(Entries shown)

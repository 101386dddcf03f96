use chrono::Utc;
use diesel::prelude::*;

use crate::domain::client::{Client, NewClient};
use crate::domain::stage::ReturnStage;
use crate::domain::types::{ClientId, HubId};
use crate::models::client::{
    Client as DbClient, NewClient as DbNewClient, UpdateArchived, UpdateReturnStage,
};
use crate::repository::errors::{RepositoryError, RepositoryResult};
use crate::repository::{ClientListQuery, ClientReader, ClientWriter, DieselRepository};

impl ClientReader for DieselRepository {
    fn get_client_by_id(&self, id: ClientId, hub_id: HubId) -> RepositoryResult<Option<Client>> {
        use crate::schema::clients;

        let mut conn = self.conn()?;
        let db_client = clients::table
            .filter(clients::id.eq(id.get()))
            .filter(clients::hub_id.eq(hub_id.get()))
            .first::<DbClient>(&mut conn)
            .optional()?;

        match db_client {
            Some(db_client) => Ok(Some(
                Client::try_from(db_client).map_err(RepositoryError::from)?,
            )),
            None => Ok(None),
        }
    }

    fn list_clients(&self, query: ClientListQuery) -> RepositoryResult<(usize, Vec<Client>)> {
        use crate::schema::clients;

        let mut conn = self.conn()?;

        let query_builder = || {
            let mut items = clients::table
                .filter(clients::hub_id.eq(query.hub_id.get()))
                .into_boxed::<diesel::sqlite::Sqlite>();

            if let Some(archived) = query.archived {
                items = items.filter(clients::archived.eq(archived));
            }
            if let Some(term) = query
                .search
                .as_deref()
                .map(str::trim)
                .filter(|term| !term.is_empty())
            {
                let pattern = format!("%{term}%");
                items = items.filter(
                    clients::name
                        .like(pattern.clone())
                        .or(clients::email.like(pattern)),
                );
            }
            items
        };

        let total = query_builder().count().get_result::<i64>(&mut conn)? as usize;

        let mut items = query_builder()
            .order(clients::name.asc())
            .then_order_by(clients::id.asc());
        if let Some(pagination) = &query.pagination {
            items = items.offset(pagination.offset()).limit(pagination.limit());
        }

        let clients = items
            .load::<DbClient>(&mut conn)?
            .into_iter()
            .map(|db_client| Client::try_from(db_client).map_err(RepositoryError::from))
            .collect::<RepositoryResult<Vec<_>>>()?;

        Ok((total, clients))
    }
}

impl ClientWriter for DieselRepository {
    fn create_client(&self, new_client: &NewClient) -> RepositoryResult<Client> {
        use crate::schema::clients;

        let mut conn = self.conn()?;
        let db_new_client: DbNewClient = new_client.into();

        let db_client = diesel::insert_into(clients::table)
            .values(&db_new_client)
            .get_result::<DbClient>(&mut conn)?;

        Client::try_from(db_client).map_err(RepositoryError::from)
    }

    fn update_return_stage(
        &self,
        id: ClientId,
        hub_id: HubId,
        stage: ReturnStage,
    ) -> RepositoryResult<Client> {
        use crate::schema::clients;

        let mut conn = self.conn()?;
        let changes = UpdateReturnStage::new(stage, Utc::now().naive_utc());

        let db_client = diesel::update(
            clients::table
                .filter(clients::id.eq(id.get()))
                .filter(clients::hub_id.eq(hub_id.get())),
        )
        .set(&changes)
        .get_result::<DbClient>(&mut conn)?;

        Client::try_from(db_client).map_err(RepositoryError::from)
    }

    fn set_client_archived(
        &self,
        id: ClientId,
        hub_id: HubId,
        archived: bool,
    ) -> RepositoryResult<Client> {
        use crate::schema::clients;

        let mut conn = self.conn()?;
        let changes = UpdateArchived {
            archived,
            updated_at: Utc::now().naive_utc(),
        };

        let db_client = diesel::update(
            clients::table
                .filter(clients::id.eq(id.get()))
                .filter(clients::hub_id.eq(hub_id.get())),
        )
        .set(&changes)
        .get_result::<DbClient>(&mut conn)?;

        Client::try_from(db_client).map_err(RepositoryError::from)
    }
}
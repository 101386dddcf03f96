use actix_web::{HttpResponse, Responder, get, web};
use actix_web_flash_messages::{FlashMessage, IncomingFlashMessages};
use pushkind_common::domain::auth::AuthenticatedUser;
use pushkind_common::models::config::CommonServerConfig;
use pushkind_common::routes::{base_context, redirect, render_template};
use tera::Tera;

use crate::repository::DieselRepository;
use crate::services::{ServiceError, attention as attention_service};

#[get("/attention")]
/// Clients with unread messages, pending documents or pending signatures.
pub async fn show_attention(
    user: AuthenticatedUser,
    repo: web::Data<DieselRepository>,
    flash_messages: IncomingFlashMessages,
    server_config: web::Data<CommonServerConfig>,
    tera: web::Data<Tera>,
) -> impl Responder {
    match attention_service::load_attention_page(repo.get_ref(), &user) {
        Ok(data) => {
            let mut context = base_context(
                &flash_messages,
                &user,
                "attention",
                &server_config.auth_service_url,
            );
            context.insert("rows", &data.rows);

            render_template(&tera, "attention/index.html", &context)
        }
        Err(ServiceError::Unauthorized) => {
            FlashMessage::error("Insufficient permissions.").send();
            redirect("/na")
        }
        Err(err) => {
            log::error!("Failed to load attention list: {err}");
            HttpResponse::InternalServerError().finish()
        }
    }
}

(End Entries shown)

Task objective ::
Every record above needs to be restated exactly.

Solution to the problem ::
repository 101386dddcf03f96
use chrono::Utc;
use diesel::prelude::*;

use crate::domain::client::{Client, NewClient};
use crate::domain::stage::ReturnStage;
use crate::domain::types::{ClientId, HubId};
use crate::models::client::{
    Client as DbClient, NewClient as DbNewClient, UpdateArchived, UpdateReturnStage,
};
use crate::repository::errors::{RepositoryError, RepositoryResult};
use crate::repository::{ClientListQuery, ClientReader, ClientWriter, DieselRepository};

impl ClientReader for DieselRepository {
    fn get_client_by_id(&self, id: ClientId, hub_id: HubId) -> RepositoryResult<Option<Client>> {
        use crate::schema::clients;

        let mut conn = self.conn()?;
        let db_client = clients::table
            .filter(clients::id.eq(id.get()))
            .filter(clients::hub_id.eq(hub_id.get()))
            .first::<DbClient>(&mut conn)
            .optional()?;

        match db_client {
            Some(db_client) => Ok(Some(
                Client::try_from(db_client).map_err(RepositoryError::from)?,
            )),
            None => Ok(None),
        }
    }

    fn list_clients(&self, query: ClientListQuery) -> RepositoryResult<(usize, Vec<Client>)> {
        use crate::schema::clients;

        let mut conn = self.conn()?;

        let query_builder = || {
            let mut items = clients::table
                .filter(clients::hub_id.eq(query.hub_id.get()))
                .into_boxed::<diesel::sqlite::Sqlite>();

            if let Some(archived) = query.archived {
                items = items.filter(clients::archived.eq(archived));
            }
            if let Some(term) = query
                .search
                .as_deref()
                .map(str::trim)
                .filter(|term| !term.is_empty())
            {
                let pattern = format!("%{term}%");
                items = items.filter(
                    clients::name
                        .like(pattern.clone())
                        .or(clients::email.like(pattern)),
                );
            }
            items
        };

        let total = query_builder().count().get_result::<i64>(&mut conn)? as usize;

        let mut items = query_builder()
            .order(clients::name.asc())
            .then_order_by(clients::id.asc());
        if let Some(pagination) = &query.pagination {
            items = items.offset(pagination.offset()).limit(pagination.limit());
        }

        let clients = items
            .load::<DbClient>(&mut conn)?
            .into_iter()
            .map(|db_client| Client::try_from(db_client).map_err(RepositoryError::from))
            .collect::<RepositoryResult<Vec<_>>>()?;

        Ok((total, clients))
    }
}

impl ClientWriter for DieselRepository {
    fn create_client(&self, new_client: &NewClient) -> RepositoryResult<Client> {
        use crate::schema::clients;

        let mut conn = self.conn()?;
        let db_new_client: DbNewClient = new_client.into();

        let db_client = diesel::insert_into(clients::table)
            .values(&db_new_client)
            .get_result::<DbClient>(&mut conn)?;

        Client::try_from(db_client).map_err(RepositoryError::from)
    }

    fn update_return_stage(
        &self,
        id: ClientId,
        hub_id: HubId,
        stage: ReturnStage,
    ) -> RepositoryResult<Client> {
        use crate::schema::clients;

        let mut conn = self.conn()?;
        let changes = UpdateReturnStage::new(stage, Utc::now().naive_utc());

        let db_client = diesel::update(
            clients::table
                .filter(clients::id.eq(id.get()))
                .filter(clients::hub_id.eq(hub_id.get())),
        )
        .set(&changes)
        .get_result::<DbClient>(&mut conn)?;

        Client::try_from(db_client).map_err(RepositoryError::from)
    }

    fn set_client_archived(
        &self,
        id: ClientId,
        hub_id: HubId,
        archived: bool,
    ) -> RepositoryResult<Client> {
        use crate::schema::clients;

        let mut conn = self.conn()?;
        let changes = UpdateArchived {
            archived,
            updated_at: Utc::now().naive_utc(),
        };

        let db_client = diesel::update(
            clients::table
                .filter(clients::id.eq(id.get()))
                .filter(clients::hub_id.eq(hub_id.get())),
        )
        .set(&changes)
        .get_result::<DbClient>(&mut conn)?;

        Client::try_from(db_client).map_err(RepositoryError::from)
    }
}
repository 101386dddcf03f96
use actix_web::{HttpResponse, Responder, get, web};
use actix_web_flash_messages::{FlashMessage, IncomingFlashMessages};
use pushkind_common::domain::auth::AuthenticatedUser;
use pushkind_common::models::config::CommonServerConfig;
use pushkind_common::routes::{base_context, redirect, render_template};
use tera::Tera;

use crate::repository::DieselRepository;
use crate::services::{ServiceError, attention as attention_service};

#[get("/attention")]
/// Clients with unread messages, pending documents or pending signatures.
pub async fn show_attention(
    user: AuthenticatedUser,
    repo: web::Data<DieselRepository>,
    flash_messages: IncomingFlashMessages,
    server_config: web::Data<CommonServerConfig>,
    tera: web::Data<Tera>,
) -> impl Responder {
    match attention_service::load_attention_page(repo.get_ref(), &user) {
        Ok(data) => {
            let mut context = base_context(
                &flash_messages,
                &user,
                "attention",
                &server_config.auth_service_url,
            );
            context.insert("rows", &data.rows);

            render_template(&tera, "attention/index.html", &context)
        }
        Err(ServiceError::Unauthorized) => {
            FlashMessage::error("Insufficient permissions.").send();
            redirect("/na")
        }
        Err(err) => {
            log::error!("Failed to load attention list: {err}");
            HttpResponse::InternalServerError().finish()
        }
    }
}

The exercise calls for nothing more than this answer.